L’Ausl di Reggio non ha fatto alcuno sbaglio, anzi, in realtà è stata l’unica ad attenersi al protocollo. La responsabile dell’Igiene pubblica scrive infatti anche questo, nel documento: “Comunico di aver preso atto dell’attuale situazione e delle misure da voi adottate secondo i protocolli sanitari attualmente in vigore per le squadre di calcio professionistiche”. Eppure è andato tutto al contrario, dopo. La Reggiana ha avuto l’enorme sfortuna di essere la prima a incappare in un focolaio Covid. Il ricorso vinto dal Napoli a dicembre grazie all’Ausl locale che aveva utilizzato l’espressione “rimanete a casa” ha aperto la strada a un’interpretazione che ha portato al recupero delle partite e a nessun’altra sconfitta a tavolino. E’ capitato solo ai granata.
La Reggiana avrebbe potuto fare un ulteriore ricorso? Sì, ma la Lega aveva definito il protocollo “inattaccabile” e quindi il rischio sarebbe stato di vedersi infliggere pure un punto di penalizzazione. Col senno del poi il mancato ricorso è sicuramente un rammarico, ma non cambia il ragionamento di principio: perché essere puniti per aver rispettato un protocollo? E ancora: dopo essersi accorti dell’inadeguatezza del protocollo stesso, tanto da cambiare le carte in tavola a campionato in corso, perché non porre rimedio all’errore fatto a fine ottobre? Nelle ultime ore il Consiglio comunale di Reggio ha approvato un ordine del giorno con primo firmatario il consigliere leghista Matteo Melato: si impegna la giunta a chiedere al Consiglio dei ministri, al presidente Lega B, alla Figc e al Coni il “rispetto dei principi di correttezza e lealtà”.

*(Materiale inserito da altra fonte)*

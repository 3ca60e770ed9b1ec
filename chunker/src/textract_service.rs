//! AWS Textract `DetectDocumentText` as an [`OcrProvider`].
//!
//! Requests use the JSON 1.1 protocol and are signed with
//! [AWS Signature Version 4](https://docs.aws.amazon.com/general/latest/gr/sigv4_signing.html)
//! using `hmac` + `sha2`, so no AWS SDK is needed.

use crate::blocks::{Block, DetectDocumentTextResponse};
use crate::capabilities::OcrProvider;
use crate::config::Config;
use crate::error::IngestError;
use anyhow::{Context, Result};
use async_trait::async_trait;
use base64::Engine;
use chrono::{DateTime, Utc};
use hmac::{Hmac, Mac};
use reqwest::Client;
use serde_json::json;
use sha2::{Digest, Sha256};

type HmacSha256 = Hmac<Sha256>;

const SERVICE: &str = "textract";
const TARGET: &str = "Textract.DetectDocumentText";
const CONTENT_TYPE: &str = "application/x-amz-json-1.1";

struct AwsCredentials {
    access_key_id: String,
    secret_access_key: String,
    session_token: Option<String>,
}

pub struct TextractService {
    client: Client,
    credentials: AwsCredentials,
    region: String,
    host: String,
    url: String,
}

impl TextractService {
    pub fn new(config: &Config) -> Result<Self, IngestError> {
        let access_key_id = config.aws_access_key_id.clone().ok_or_else(|| {
            IngestError::Config("AWS_ACCESS_KEY_ID environment variable not set".to_string())
        })?;
        let secret_access_key = config.aws_secret_access_key.clone().ok_or_else(|| {
            IngestError::Config("AWS_SECRET_ACCESS_KEY environment variable not set".to_string())
        })?;

        // Custom endpoints (LocalStack etc.) keep their own scheme.
        let (host, url) = match &config.textract_endpoint {
            Some(endpoint) => {
                let endpoint = endpoint.trim_end_matches('/');
                let host = endpoint
                    .trim_start_matches("https://")
                    .trim_start_matches("http://")
                    .to_string();
                (host, format!("{}/", endpoint))
            }
            None => {
                let host = format!("{}.{}.amazonaws.com", SERVICE, config.aws_region);
                let url = format!("https://{}/", host);
                (host, url)
            }
        };

        Ok(Self {
            client: config.http_client()?,
            credentials: AwsCredentials {
                access_key_id,
                secret_access_key,
                session_token: config.aws_session_token.clone(),
            },
            region: config.aws_region.clone(),
            host,
            url,
        })
    }

    fn sign(&self, body: &[u8], now: DateTime<Utc>) -> Vec<(String, String)> {
        sign_request(&self.credentials, &self.region, &self.host, body, now)
    }
}

#[async_trait]
impl OcrProvider for TextractService {
    async fn detect_blocks(&self, bytes: &[u8], mime_type: &str) -> Result<Vec<Block>> {
        log::info!(
            "Textract DetectDocumentText: {} bytes ({})",
            bytes.len(),
            mime_type
        );

        let body = json!({
            "Document": {
                "Bytes": base64::engine::general_purpose::STANDARD.encode(bytes)
            }
        })
        .to_string();

        let headers = self.sign(body.as_bytes(), Utc::now());
        let mut request = self.client.post(&self.url);
        for (name, value) in headers {
            if name != "host" {
                request = request.header(name, value);
            }
        }

        let response = request
            .body(body)
            .send()
            .await
            .context("Textract request failed")?;

        if !response.status().is_success() {
            let status = response.status();
            let error_text = response.text().await.unwrap_or_default();
            anyhow::bail!("Textract API error ({}): {}", status, error_text);
        }

        let parsed: DetectDocumentTextResponse = response
            .json()
            .await
            .context("Textract returned malformed blocks")?;

        log::info!("Textract returned {} blocks", parsed.blocks.len());
        Ok(parsed.blocks)
    }
}

/// Produces the headers for a signed `DetectDocumentText` POST, `Authorization` included.
fn sign_request(
    creds: &AwsCredentials,
    region: &str,
    host: &str,
    body: &[u8],
    now: DateTime<Utc>,
) -> Vec<(String, String)> {
    let date_stamp = now.format("%Y%m%d").to_string();
    let amz_date = now.format("%Y%m%dT%H%M%SZ").to_string();
    let payload_hash = hex_sha256(body);

    let mut headers = vec![
        ("content-type".to_string(), CONTENT_TYPE.to_string()),
        ("host".to_string(), host.to_string()),
        ("x-amz-content-sha256".to_string(), payload_hash.clone()),
        ("x-amz-date".to_string(), amz_date.clone()),
        ("x-amz-target".to_string(), TARGET.to_string()),
    ];
    if let Some(ref token) = creds.session_token {
        headers.push(("x-amz-security-token".to_string(), token.clone()));
    }
    headers.sort_by(|a, b| a.0.cmp(&b.0));

    let signed_headers: String = headers
        .iter()
        .map(|(k, _)| k.as_str())
        .collect::<Vec<_>>()
        .join(";");

    let canonical_headers: String = headers
        .iter()
        .map(|(k, v)| format!("{}:{}\n", k, v.trim()))
        .collect();

    let canonical_request = format!(
        "POST\n/\n\n{}\n{}\n{}",
        canonical_headers, signed_headers, payload_hash
    );

    let credential_scope = format!("{}/{}/{}/aws4_request", date_stamp, region, SERVICE);
    let string_to_sign = format!(
        "AWS4-HMAC-SHA256\n{}\n{}\n{}",
        amz_date,
        credential_scope,
        hex_sha256(canonical_request.as_bytes())
    );

    let signing_key = derive_signing_key(&creds.secret_access_key, &date_stamp, region, SERVICE);
    let signature = hex::encode(hmac_sha256(&signing_key, string_to_sign.as_bytes()));

    headers.push((
        "authorization".to_string(),
        format!(
            "AWS4-HMAC-SHA256 Credential={}/{}, SignedHeaders={}, Signature={}",
            creds.access_key_id, credential_scope, signed_headers, signature
        ),
    ));
    headers
}

fn hex_sha256(data: &[u8]) -> String {
    let mut hasher = Sha256::new();
    hasher.update(data);
    hex::encode(hasher.finalize())
}

fn hmac_sha256(key: &[u8], data: &[u8]) -> Vec<u8> {
    let mut mac = HmacSha256::new_from_slice(key).expect("HMAC can take key of any size");
    mac.update(data);
    mac.finalize().into_bytes().to_vec()
}

/// kSigning = HMAC(HMAC(HMAC(HMAC("AWS4" + secret, date), region), service), "aws4_request")
fn derive_signing_key(secret_key: &str, date_stamp: &str, region: &str, service: &str) -> Vec<u8> {
    let k_date = hmac_sha256(
        format!("AWS4{}", secret_key).as_bytes(),
        date_stamp.as_bytes(),
    );
    let k_region = hmac_sha256(&k_date, region.as_bytes());
    let k_service = hmac_sha256(&k_region, service.as_bytes());
    hmac_sha256(&k_service, b"aws4_request")
}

I granata sono in silenzio stampa e lo rimarranno tutta la settimana, ancor più dopo la decisione dell’assemblea di Lega di domenica scorsa di sospendere il campionato per due settimane per permettere i recuperi, con la conseguenza che dal primo al 10 maggio si dovranno giocare 4 partite. Quelle finali, quelle fondamentali.